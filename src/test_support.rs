//! Shared fixtures for the in-crate tests: an in-memory metadata store
//! with the real migrations applied, and row seeding helpers.

use chrono::{TimeDelta, Utc};
use sqlx::SqlitePool;
use sqlx::sqlite::{SqliteConnectOptions, SqlitePoolOptions};
use std::str::FromStr;
use uuid::Uuid;

use crate::models::file::{ContentCategory, FileStatus};
use crate::models::folder::FolderStatus;
use crate::services::usage_service;
use crate::workers::task_queue::{DeletionTask, TaskQueue, TaskReceiver, deletion_queue};

/// Fresh in-memory database with the schema applied. A single connection
/// keeps every query in the test on the same `:memory:` instance.
pub async fn test_pool() -> SqlitePool {
    let options = SqliteConnectOptions::from_str("sqlite::memory:")
        .unwrap()
        .foreign_keys(true);
    let pool = SqlitePoolOptions::new()
        .max_connections(1)
        .connect_with(options)
        .await
        .unwrap();
    sqlx::migrate!().run(&pool).await.unwrap();
    pool
}

pub fn test_queue() -> (TaskQueue, TaskReceiver) {
    deletion_queue()
}

/// Collect everything currently sitting in the queue.
pub fn drain_queue(rx: &mut TaskReceiver) -> Vec<DeletionTask> {
    let mut tasks = Vec::new();
    while let Ok(task) = rx.try_recv() {
        tasks.push(task);
    }
    tasks
}

pub async fn seed_user(pool: &SqlitePool, email_confirmed: bool) -> Uuid {
    let id = Uuid::new_v4();
    sqlx::query("INSERT INTO users (id, email, email_confirmed, created_at) VALUES (?, ?, ?, ?)")
        .bind(id)
        .bind(format!("{id}@vault.test"))
        .bind(email_confirmed)
        .bind(Utc::now())
        .execute(pool)
        .await
        .unwrap();
    id
}

pub async fn seed_folder(pool: &SqlitePool, owner_id: Uuid, parent: Option<Uuid>) -> Uuid {
    let id = Uuid::new_v4();
    sqlx::query(
        "INSERT INTO folders (id, name, encrypted_key, key_encrypted_by_root, status,
                              parent_folder_id, owner_id, created_at)
         VALUES (?, ?, ?, ?, ?, ?, ?, ?)",
    )
    .bind(id)
    .bind("folder-ciphertext")
    .bind("ek")
    .bind("rk")
    .bind(FolderStatus::Active)
    .bind(parent)
    .bind(owner_id)
    .bind(Utc::now())
    .execute(pool)
    .await
    .unwrap();
    id
}

async fn seed_file(
    pool: &SqlitePool,
    owner_id: Uuid,
    parent: Option<Uuid>,
    content_type: &str,
    size: i64,
    status: FileStatus,
) -> Uuid {
    let id = Uuid::new_v4();
    sqlx::query(
        "INSERT INTO files (id, name, encrypted_key, key_encrypted_by_root, storage_key,
                            upload_id, status, content_type, size, parent_folder_id,
                            owner_id, created_at)
         VALUES (?, ?, ?, ?, ?, ?, ?, ?, ?, ?, ?, ?)",
    )
    .bind(id)
    .bind("file-ciphertext")
    .bind("ek")
    .bind("rk")
    .bind(format!("{owner_id}/{id}"))
    .bind(format!("upload-{id}"))
    .bind(status)
    .bind(content_type)
    .bind(size)
    .bind(parent)
    .bind(owner_id)
    .bind(Utc::now())
    .execute(pool)
    .await
    .unwrap();
    id
}

pub async fn seed_pending_file(
    pool: &SqlitePool,
    owner_id: Uuid,
    parent: Option<Uuid>,
    content_type: &str,
    size: i64,
) -> Uuid {
    seed_file(pool, owner_id, parent, content_type, size, FileStatus::Pending).await
}

/// A completed file, with the ledger credit its completion would have made.
pub async fn seed_completed_file(
    pool: &SqlitePool,
    owner_id: Uuid,
    parent: Option<Uuid>,
    content_type: &str,
    size: i64,
) -> Uuid {
    let id = seed_file(pool, owner_id, parent, content_type, size, FileStatus::Completed).await;

    let mut conn = pool.acquire().await.unwrap();
    usage_service::charge(
        &mut conn,
        owner_id,
        ContentCategory::from_mime(content_type),
        size,
    )
    .await
    .unwrap();

    id
}

/// Shift a file's creation time `hours` into the past.
pub async fn backdate_file(pool: &SqlitePool, file_id: Uuid, hours: i64) {
    sqlx::query("UPDATE files SET created_at = ? WHERE id = ?")
        .bind(Utc::now() - TimeDelta::hours(hours))
        .bind(file_id)
        .execute(pool)
        .await
        .unwrap();
}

= PROMPT =
Repeat the data. Every word must match.

= TASK OUTPUT =
filename src/test_support.rs
//! Shared fixtures for the in-crate tests: an in-memory metadata store
//! with the real migrations applied, and row seeding helpers.

use chrono::{TimeDelta, Utc};
use sqlx::SqlitePool;
use sqlx::sqlite::{SqliteConnectOptions, SqlitePoolOptions};
use std::str::FromStr;
use uuid::Uuid;

use crate::models::file::{ContentCategory, FileStatus};
use crate::models::folder::FolderStatus;
use crate::services::usage_service;
use crate::workers::task_queue::{DeletionTask, TaskQueue, TaskReceiver, deletion_queue};

/// Fresh in-memory database with the schema applied. A single connection
/// keeps every query in the test on the same `:memory:` instance.
pub async fn test_pool() -> SqlitePool {
    let options = SqliteConnectOptions::from_str("sqlite::memory:")
        .unwrap()
        .foreign_keys(true);
    let pool = SqlitePoolOptions::new()
        .max_connections(1)
        .connect_with(options)
        .await
        .unwrap();
    sqlx::migrate!().run(&pool).await.unwrap();
    pool
}

pub fn test_queue() -> (TaskQueue, TaskReceiver) {
    deletion_queue()
}

/// Collect everything currently sitting in the queue.
pub fn drain_queue(rx: &mut TaskReceiver) -> Vec<DeletionTask> {
    let mut tasks = Vec::new();
    while let Ok(task) = rx.try_recv() {
        tasks.push(task);
    }
    tasks
}

pub async fn seed_user(pool: &SqlitePool, email_confirmed: bool) -> Uuid {
    let id = Uuid::new_v4();
    sqlx::query("INSERT INTO users (id, email, email_confirmed, created_at) VALUES (?, ?, ?, ?)")
        .bind(id)
        .bind(format!("{id}@vault.test"))
        .bind(email_confirmed)
        .bind(Utc::now())
        .execute(pool)
        .await
        .unwrap();
    id
}

pub async fn seed_folder(pool: &SqlitePool, owner_id: Uuid, parent: Option<Uuid>) -> Uuid {
    let id = Uuid::new_v4();
    sqlx::query(
        "INSERT INTO folders (id, name, encrypted_key, key_encrypted_by_root, status,
                              parent_folder_id, owner_id, created_at)
         VALUES (?, ?, ?, ?, ?, ?, ?, ?)",
    )
    .bind(id)
    .bind("folder-ciphertext")
    .bind("ek")
    .bind("rk")
    .bind(FolderStatus::Active)
    .bind(parent)
    .bind(owner_id)
    .bind(Utc::now())
    .execute(pool)
    .await
    .unwrap();
    id
}

async fn seed_file(
    pool: &SqlitePool,
    owner_id: Uuid,
    parent: Option<Uuid>,
    content_type: &str,
    size: i64,
    status: FileStatus,
) -> Uuid {
    let id = Uuid::new_v4();
    sqlx::query(
        "INSERT INTO files (id, name, encrypted_key, key_encrypted_by_root, storage_key,
                            upload_id, status, content_type, size, parent_folder_id,
                            owner_id, created_at)
         VALUES (?, ?, ?, ?, ?, ?, ?, ?, ?, ?, ?, ?)",
    )
    .bind(id)
    .bind("file-ciphertext")
    .bind("ek")
    .bind("rk")
    .bind(format!("{owner_id}/{id}"))
    .bind(format!("upload-{id}"))
    .bind(status)
    .bind(content_type)
    .bind(size)
    .bind(parent)
    .bind(owner_id)
    .bind(Utc::now())
    .execute(pool)
    .await
    .unwrap();
    id
}

pub async fn seed_pending_file(
    pool: &SqlitePool,
    owner_id: Uuid,
    parent: Option<Uuid>,
    content_type: &str,
    size: i64,
) -> Uuid {
    seed_file(pool, owner_id, parent, content_type, size, FileStatus::Pending).await
}

/// A completed file, with the ledger credit its completion would have made.
pub async fn seed_completed_file(
    pool: &SqlitePool,
    owner_id: Uuid,
    parent: Option<Uuid>,
    content_type: &str,
    size: i64,
) -> Uuid {
    let id = seed_file(pool, owner_id, parent, content_type, size, FileStatus::Completed).await;

    let mut conn = pool.acquire().await.unwrap();
    usage_service::charge(
        &mut conn,
        owner_id,
        ContentCategory::from_mime(content_type),
        size,
    )
    .await
    .unwrap();

    id
}

/// Shift a file's creation time `hours` into the past.
pub async fn backdate_file(pool: &SqlitePool, file_id: Uuid, hours: i64) {
    sqlx::query("UPDATE files SET created_at = ? WHERE id = ?")
        .bind(Utc::now() - TimeDelta::hours(hours))
        .bind(file_id)
        .execute(pool)
        .await
        .unwrap();
}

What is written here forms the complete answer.